That being said, I'm proud to be an American - not a member of this country but someone who lives in an area with such a rich history and myriad of cultures. It means the same thing to me as being proud to be Oregonian or a human - it's not something I can do much about short of moving, but I feel like I've got an American state of mind a la Mountain Man or Hobo and I've got no problem telling somebody I'm an American.


----------



## drewski

West said:


> I think that America was started on noble principles but sustained itself on the sweat and blood of native peoples and African slaves as well as the impoverished in general. It's been ruled by various leaders as part of the same corrupt government under the influence of corporations, wealthy individuals, and some people's interpretations of "God".
> 
> That being said, I'm proud to be an American - not a member of this country but someone who lives in an area with such a rich history and myriad of cultures. It means the same thing to me as being proud to be Oregonian or a human - it's not something I can do much about short of moving, but I feel like I've got an American state of mind a la Mountain Man or Hobo and I've got no problem telling somebody I'm an American.


----------



## West

drewski said:


>




"It means the same thing to me as being proud to be Oregonian or a human - it's not something I can do much about short of moving, but I feel like I've got an American state of mind a la Mountain Man or Hobo and I've got no problem telling somebody I'm an American."

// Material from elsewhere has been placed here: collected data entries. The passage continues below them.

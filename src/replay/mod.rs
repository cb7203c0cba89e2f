//! Replay side: resend a captured request file against a target, in order.
mod records;
mod runner;


pub use records::{ReplayRequest, build_requests, parse_target, read_records};
pub use runner::{ReplayOptions, ReplaySummary, replay_requests, run_replay, send_request};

I think I stated my reasons for having pride pretty well - so it wasn't just some vague or obscure concept but more of an ideal... not what Carlin was talking about.

I don't think I'm better than anyone else because I'm American or Oregonian or Texan or anything. I just like to represent where I come from. I am fine with anyone else being proud of the places they were born or have lived in.

And beyond all that, this is a segment from a stand-up comedy sketch... 
It might be pertinent for you to know that I back the statement made by socialist candidate Eugene Debs - “I have no country to fight for; my country is the earth; I am a citizen of the world.”


----------



## drewski

West said:


> "It means the same thing to me as being proud to be Oregonian or a human - it's not something I can do much about short of moving, but I feel like I've got an American state of mind a la Mountain Man or Hobo and I've got no problem telling somebody I'm an American."
> 
> I think I stated my reasons for having pride pretty well - so it wasn't just some vague or obscure concept but more of an ideal... not what Carlin was talking about.
> 
> I don't think I'm better than anyone else because I'm American or Oregonian or Texan or anything. I just like to represent where I come from. I am fine with anyone else being proud of the places they were born or have lived in.
> 
> And beyond all that, this is a segment from a stand-up comedy sketch...
> It might be pertinent for you to know that I back the statement made by socialist candidate Eugene Debs - “I have no country to fight for; my country is the earth; I am a citizen of the world.”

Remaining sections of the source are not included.